Tom: One’s white light is not going to be as white as others.

Dave: Well . . .

Tom: Maybe it’s dark grey, or . . .

Dave: But they never say that. These people that have these near-death experiences, and they go through this tunnel, and they see this bright light, and there’s nothing but love and acceptance, and they come back, and they say, “Wow, I didn’t even want to come back! You know, death is a myth. You don’t really die. You just move up,” and so forth. A lot of problems.

Tom: No judgment, no accountability.

Dave: That’s right. I mean, that’s just a wonderful thing! You can be a murderer and a thief and so forth. But then you escape it all when you die. I mean that makes suicide sound wonderful, you know! Let’s escape every . . . No, no! That violates the very sense of justice that we have. The Bible says, “It’s appointed unto man once to die; after this the judgment.” And we wouldn’t let somebody get away from this on this earth. To imagine that you leave this earth and you can escape all the consequences—that doesn’t make sense.

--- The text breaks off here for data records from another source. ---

use std::fs;
use std::io;
use std::path::{Path, PathBuf};

use clap::{Command, CommandFactory};
use clap_complete::{Generator, Shell};
use clap_mangen::Man;

include!("src/cli/app.rs");

const BIN: &str = "rowf";

/// Render one man page per command: `rowf.1`, then `rowf-<sub>.1`.
fn write_man_pages(cmd: &Command, dir: &Path) -> io::Result<()> {
    fs::create_dir_all(dir)?;
    let pages = std::iter::once((BIN.to_string(), cmd.clone())).chain(
        cmd.get_subcommands()
            .map(|sub| (format!("{}-{}", BIN, sub.get_name()), sub.clone())),
    );
    for (stem, page) in pages {
        let mut buf = Vec::new();
        Man::new(page).render(&mut buf)?;
        fs::write(dir.join(format!("{}.1", stem)), buf)?;
    }
    Ok(())
}

fn write_completions(dir: &Path) -> io::Result<()> {
    fs::create_dir_all(dir)?;
    for shell in [Shell::Bash, Shell::Zsh, Shell::Fish, Shell::PowerShell] {
        let mut cmd = Cli::command();
        let mut buf = Vec::new();
        clap_complete::generate(shell, &mut cmd, BIN, &mut buf);
        fs::write(dir.join(shell.file_name(BIN)), buf)?;
    }
    Ok(())
}

fn main() -> io::Result<()> {
    println!("cargo:rerun-if-changed=src/cli/app.rs");
    println!("cargo:rerun-if-changed=build.rs");

    let out_dir = std::env::var_os("OUT_DIR")
        .map(PathBuf::from)
        .unwrap_or_else(|| PathBuf::from("target/man"));
    write_man_pages(&Cli::command(), &out_dir.join("man"))?;
    write_completions(&out_dir.join("completions"))
}
//! Table definitions and record layout.
//!
//! A [`TableSchema`] lists columns with DDL-style type strings. Opening it as
//! a [`TableDef`] builds the [`Field`]s, lays out the record and allocates
//! the record buffers:
//!
//! 1. The null bitmap: one bit per nullable column, each followed by the
//!    leftover high bits of a BIT column when those live in the bitmap.
//! 2. Column images in declaration order.
//!
//! The row buffer holds three records back to back: `record[0]` (current
//! row), `record[1]` (before image) and the default-values record.
//!
//! ```
//! use rowfield::field::schema::TableSchema;
//! use rowfield::field::session::FieldConfig;
//!
//! let schema = TableSchema::from_json(r#"{
//!     "name": "t1",
//!     "columns": [
//!         { "name": "id", "column_type": "int unsigned", "is_nullable": false },
//!         { "name": "flags", "column_type": "bit(10)" }
//!     ]
//! }"#).unwrap();
//! let table = schema.open(FieldConfig::default()).unwrap();
//! // one null bit plus two leftover BIT bits share the first byte
//! assert_eq!(table.null_bytes, 1);
//! assert_eq!(table.reclength, 1 + 4 + 1);
//! ```

use serde::{Deserialize, Serialize};

use crate::field::base::{Field, FieldKind, IntWidth, TemporalKind};
use crate::field::charset::{self, CharsetInfo};
use crate::field::decimal;
use crate::field::doc_field::{DocPathField, DocType};
use crate::field::document::KeyPath;
use crate::field::row::{validate_layout, BitClaim, BitRange, NullBit, RowBuffer};
use crate::field::session::FieldConfig;
use crate::field::string;
use crate::field::types::{
    flags, get_enum_pack_length, get_set_pack_length, AutoInit, DATETIME_MAX_DECIMALS, DECIMAL_MAX_PRECISION,
    DECIMAL_MAX_SCALE, NOT_FIXED_DEC,
};
use crate::FieldError;

const CURRENT_TIMESTAMP: &str = "CURRENT_TIMESTAMP";

fn default_true() -> bool {
    true
}

fn is_false(v: &bool) -> bool {
    !v
}

/// Column definition as written in a schema file.
#[derive(Debug, Clone, PartialEq, Serialize, Deserialize)]
pub struct ColumnDef {
    /// Column name.
    pub name: String,
    /// SQL type string (e.g., "varchar(100)", "int unsigned").
    pub column_type: String,
    /// Whether the column allows NULL.
    #[serde(default = "default_true")]
    pub is_nullable: bool,
    /// Default value text; `NULL` and `CURRENT_TIMESTAMP` are recognised.
    #[serde(default, skip_serializing_if = "Option::is_none")]
    pub default_value: Option<String>,
    /// `CURRENT_TIMESTAMP` for ON UPDATE CURRENT_TIMESTAMP.
    #[serde(default, skip_serializing_if = "Option::is_none")]
    pub on_update: Option<String>,
    /// Whether the column is AUTO_INCREMENT.
    #[serde(default, skip_serializing_if = "is_false")]
    pub is_auto_increment: bool,
    /// Collation or character set name for string columns.
    #[serde(default, skip_serializing_if = "Option::is_none")]
    pub collation: Option<String>,
}
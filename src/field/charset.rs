//! Character sets and collations used by string-like fields.
//!
//! Collation behaviour is deliberately small: a binary collation compares raw
//! bytes and never pads; `_bin` collations compare bytes with PAD SPACE
//! semantics; `_ci` collations fold ASCII letters to upper case and pad with
//! spaces. Comparison ([`CharsetInfo::strnncollsp`]) and sort weights
//! ([`CharsetInfo::strnxfrm`]) use the same folding, so memcmp over weights
//! agrees with the comparator.

use std::cmp::Ordering;

#[derive(Debug, Clone, Copy, PartialEq, Eq)]
enum Collation {
    Binary,
    PadBin,
    CaseInsensitive,
}

#[derive(Debug, Clone, Copy, PartialEq, Eq)]
enum Encoding {
    SingleByte,
    Utf8,
}

/// A character set plus collation, keyed by the server's collation id.
#[derive(Debug, PartialEq, Eq)]
pub struct CharsetInfo {
    pub id: u32,
    pub name: &'static str,
    pub csname: &'static str,
    pub mbmaxlen: u8,
    collation: Collation,
    encoding: Encoding,
}

pub static BINARY: CharsetInfo = CharsetInfo {
    id: 63,
    name: "binary",
    csname: "binary",
    mbmaxlen: 1,
    collation: Collation::Binary,
    encoding: Encoding::SingleByte,
};

pub static LATIN1_SWEDISH_CI: CharsetInfo = CharsetInfo {
    id: 8,
    name: "latin1_swedish_ci",
    csname: "latin1",
    mbmaxlen: 1,
    collation: Collation::CaseInsensitive,
    encoding: Encoding::SingleByte,
};

pub static LATIN1_BIN: CharsetInfo = CharsetInfo {
    id: 47,
    name: "latin1_bin",
    csname: "latin1",
    mbmaxlen: 1,
    collation: Collation::PadBin,
    encoding: Encoding::SingleByte,
};

pub static UTF8_GENERAL_CI: CharsetInfo = CharsetInfo {
    id: 33,
    name: "utf8_general_ci",
    csname: "utf8",
    mbmaxlen: 3,
    collation: Collation::CaseInsensitive,
    encoding: Encoding::Utf8,
};

pub static UTF8MB4_GENERAL_CI: CharsetInfo = CharsetInfo {
    id: 45,
    name: "utf8mb4_general_ci",
    csname: "utf8mb4",
    mbmaxlen: 4,
    collation: Collation::CaseInsensitive,
    encoding: Encoding::Utf8,
};

pub static UTF8MB4_BIN: CharsetInfo = CharsetInfo {
    id: 46,
    name: "utf8mb4_bin",
    csname: "utf8mb4",
    mbmaxlen: 4,
    collation: Collation::PadBin,
    encoding: Encoding::Utf8,
};

static ALL: [&CharsetInfo; 6] = [
    &BINARY,
    &LATIN1_SWEDISH_CI,
    &LATIN1_BIN,
    &UTF8_GENERAL_CI,
    &UTF8MB4_GENERAL_CI,
    &UTF8MB4_BIN,
];

/// Look up a collation by id.
pub fn get_charset(id: u32) -> Option<&'static CharsetInfo> {
    ALL.iter().copied().find(|cs| cs.id == id)
}

/// Look up a collation by name, or a character set by name (its default collation).
pub fn get_charset_by_name(name: &str) -> Option<&'static CharsetInfo> {
    let lower = name.to_ascii_lowercase();
    if let Some(cs) = ALL.iter().copied().find(|cs| cs.name == lower) {
        return Some(cs);
    }
    match lower.as_str() {
        "binary" => Some(&BINARY),
        "latin1" => Some(&LATIN1_SWEDISH_CI),
        "utf8" | "utf8mb3" => Some(&UTF8_GENERAL_CI),
        "utf8mb4" => Some(&UTF8MB4_GENERAL_CI),
        _ => None,
    }
}

/// Result of scanning for the longest well-formed prefix.
#[derive(Debug, Clone, Copy, PartialEq, Eq)]
pub struct WellFormed {
    /// Bytes in the accepted prefix.
    pub len: usize,
    /// Characters in the accepted prefix.
    pub chars: usize,
    /// True when scanning stopped on an invalid byte sequence.
    pub invalid: bool,
}

impl CharsetInfo {
    pub fn is_binary(&self) -> bool {
        self.collation == Collation::Binary
    }

    /// Padding byte for fixed-length values.
    pub fn pad_char(&self) -> u8 {
        if self.is_binary() {
            0
        } else {
            b' '
        }
    }

    fn weight(&self, b: u8) -> u8 {
        match self.collation {
            Collation::CaseInsensitive => b.to_ascii_uppercase(),
            _ => b,
        }
    }

    /// Three-way comparison with this collation's padding rules.
    ///
    /// Binary collations compare bytes and then lengths. Padded collations treat
    /// the shorter string as if it were extended with spaces.
    pub fn strnncollsp(&self, a: &[u8], b: &[u8]) -> Ordering {
        let common = a.len().min(b.len());
        for i in 0..common {
            let ord = self.weight(a[i]).cmp(&self.weight(b[i]));
            if ord != Ordering::Equal {
                return ord;
            }
        }
        if self.is_binary() {
            return a.len().cmp(&b.len());
        }
        let (rest, flip) = if a.len() > common {
            (&a[common..], false)
        } else {
            (&b[common..], true)
        };
        for &c in rest {
            let ord = self.weight(c).cmp(&b' ');
            if ord != Ordering::Equal {
                return if flip { ord.reverse() } else { ord };
            }
        }
        Ordering::Equal
    }

    /// Strict comparison without padding, used where trailing spaces matter.
    pub fn strnncoll(&self, a: &[u8], b: &[u8]) -> Ordering {
        let common = a.len().min(b.len());
        for i in 0..common {
            let ord = self.weight(a[i]).cmp(&self.weight(b[i]));
            if ord != Ordering::Equal {
                return ord;
            }
        }
        a.len().cmp(&b.len())
    }

    /// Write sort weights of `src` into `dst`, padding with the pad weight.
    ///
    /// Returns the number of weight bytes taken from `src`.
    pub fn strnxfrm(&self, dst: &mut [u8], src: &[u8]) -> usize {
        let n = dst.len().min(src.len());
        for i in 0..n {
            dst[i] = self.weight(src[i]);
        }
        dst[n..].fill(self.pad_char());
        n
    }

    /// Longest prefix of `src` that is well formed and holds at most `max_chars`.
    pub fn well_formed_len(&self, src: &[u8], max_chars: usize) -> WellFormed {
        match self.encoding {
            Encoding::SingleByte => {
                let len = src.len().min(max_chars);
                WellFormed { len, chars: len, invalid: false }
            }
            Encoding::Utf8 => {
                let mut pos = 0;
                let mut chars = 0;
                while pos < src.len() && chars < max_chars {
                    match utf8_char_len(&src[pos..], self.mbmaxlen) {
                        Some(n) => {
                            pos += n;
                            chars += 1;
                        }
                        None => {
                            return WellFormed { len: pos, chars, invalid: true };
                        }
                    }
                }
                WellFormed { len: pos, chars, invalid: false }
            }
        }
    }

    /// Number of characters in `src`; invalid bytes count as one character each.
    pub fn numchars(&self, src: &[u8]) -> usize {
        match self.encoding {
            Encoding::SingleByte => src.len(),
            Encoding::Utf8 => {
                let mut pos = 0;
                let mut chars = 0;
                while pos < src.len() {
                    pos += utf8_char_len(&src[pos..], self.mbmaxlen).unwrap_or(1);
                    chars += 1;
                }
                chars
            }
        }
    }

    /// Byte offset just past the first `chars` characters of `src`.
    pub fn charpos(&self, src: &[u8], chars: usize) -> usize {
        match self.encoding {
            Encoding::SingleByte => src.len().min(chars),
            Encoding::Utf8 => {
                let mut pos = 0;
                let mut n = 0;
                while pos < src.len() && n < chars {
                    pos += utf8_char_len(&src[pos..], self.mbmaxlen).unwrap_or(1);
                    n += 1;
                }
                pos.min(src.len())
            }
        }
    }

    /// Length of `src` without trailing spaces. Binary strings keep every
    /// byte, trailing NULs included.
    pub fn lengthsp(&self, src: &[u8]) -> usize {
        if self.is_binary() {
            return src.len();
        }
        src.iter().rposition(|&b| b != b' ').map(|p| p + 1).unwrap_or(0)
    }
}

/// Length of the UTF-8 sequence at the start of `s`, if well formed and within
/// `mbmaxlen` bytes.
fn utf8_char_len(s: &[u8], mbmaxlen: u8) -> Option<usize> {
    let first = *s.first()?;
    let n = match first {
        0x00..=0x7F => 1,
        0xC2..=0xDF => 2,
        0xE0..=0xEF => 3,
        0xF0..=0xF4 => 4,
        _ => return None,
    };
    if n > mbmaxlen as usize || s.len() < n {
        return None;
    }
    std::str::from_utf8(&s[..n]).ok().map(|_| n)
}

/// True if anything other than spaces remains in `rest`.
pub fn test_if_important_data(rest: &[u8]) -> bool {
    rest.iter().any(|&b| !b.is_ascii_whitespace())
}

#[cfg(test)]
mod tests {
    use super::*;

    #[test]
    fn test_lookup() {
        assert_eq!(get_charset(63).unwrap().name, "binary");
        assert_eq!(get_charset(45).unwrap().mbmaxlen, 4);
        assert!(get_charset(9999).is_none());
        assert_eq!(get_charset_by_name("latin1").unwrap().id, 8);
        assert_eq!(get_charset_by_name("UTF8MB4_BIN").unwrap().id, 46);
    }

    #[test]
    fn test_pad_space_compare() {
        let cs = &LATIN1_SWEDISH_CI;
        assert_eq!(cs.strnncollsp(b"abc", b"ABC  "), Ordering::Equal);
        assert_eq!(cs.strnncollsp(b"a\x01", b"a"), Ordering::Less);
        assert_eq!(cs.strnncollsp(b"a", b"a\x01"), Ordering::Greater);
        assert_eq!(cs.strnncollsp(b"ab", b"b"), Ordering::Less);
    }

    #[test]
    fn test_binary_compare_uses_length() {
        assert_eq!(BINARY.strnncollsp(b"a", b"a\0"), Ordering::Less);
        assert_eq!(BINARY.strnncollsp(b"a ", b"a"), Ordering::Greater);
    }

    #[test]
    fn test_strnxfrm_matches_compare() {
        let cs = &LATIN1_SWEDISH_CI;
        let mut ka = [0u8; 6];
        let mut kb = [0u8; 6];
        cs.strnxfrm(&mut ka, b"a\x01");
        cs.strnxfrm(&mut kb, b"A");
        assert_eq!(ka.cmp(&kb), cs.strnncollsp(b"a\x01", b"A"));
    }

    #[test]
    fn test_well_formed_utf8() {
        let cs = &UTF8MB4_GENERAL_CI;
        let s = "héllo".as_bytes();
        let wf = cs.well_formed_len(s, 3);
        assert_eq!(wf, WellFormed { len: 4, chars: 3, invalid: false });
        let bad = [b'a', 0xFF, b'b'];
        let wf = cs.well_formed_len(&bad, 10);
        assert_eq!(wf, WellFormed { len: 1, chars: 1, invalid: true });
        assert_eq!(cs.numchars(s), 5);
        assert_eq!(cs.charpos(s, 2), 3);
    }

    #[test]
    fn test_utf8mb3_rejects_four_byte() {
        let emoji = "😀".as_bytes();
        assert!(UTF8_GENERAL_CI.well_formed_len(emoji, 1).invalid);
        assert!(!UTF8MB4_BIN.well_formed_len(emoji, 1).invalid);
    }

    #[test]
    fn test_lengthsp_keeps_binary_bytes() {
        assert_eq!(LATIN1_SWEDISH_CI.lengthsp(b"ab  "), 2);
        assert_eq!(LATIN1_SWEDISH_CI.lengthsp(b"ab\0\0"), 4);
        assert_eq!(BINARY.lengthsp(b"ab\0\0"), 4);
        assert_eq!(BINARY.lengthsp(b"ab  "), 4);
    }

    #[test]
    fn test_important_data() {
        assert!(!test_if_important_data(b"   "));
        assert!(test_if_important_data(b"  x"));
    }
}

Tom: Well, we’d object to it. Most people would say, “Wait a minute! This guy was a [murderer. How does he either get away with it all, or how does he become a non-murderer? What’s the change? If he hasn’t changed here on earth; why is he going to change later?

Dave: Exactly. The one basis, you would think, for keeping people in line—at least, some people think this—would be the death penalty, that there are some serious consequences; or imprisonment, or whatever. And now, suddenly, when you die, you escape all of this and you’re out in a realm somewhere, where you’re just floating around and everything is peaches and cream, and you’re just accepted and you’ve got no incentive for progressing. It doesn’t make sense, from that basis as well.

Furthermore, there are people who do come back from these near-death experiences, and they’ve experienced hell! Now, they don’t remember it, generally. But if you talk to them right away—in fact, some of them, I know doctors who have resuscitated people who have suddenly had a massive heart attack, and they’ve gone into a coma and then they’ve brought them back, and they come out of it screaming that they’re in flames. So I can’t trust these experiences, because I get contradictory reports. . .

Tom: As you said, we don’t know if they’re really valid—if it actually happened, or if this was something that just went on in the brain or the circumstance of the physical nature of what he was going through.

Dave: So, I wouldn’t trust this “when you’re dead, you’re dead” idea. I’d investigate it a bit further … We’d better investigate it further on the next program.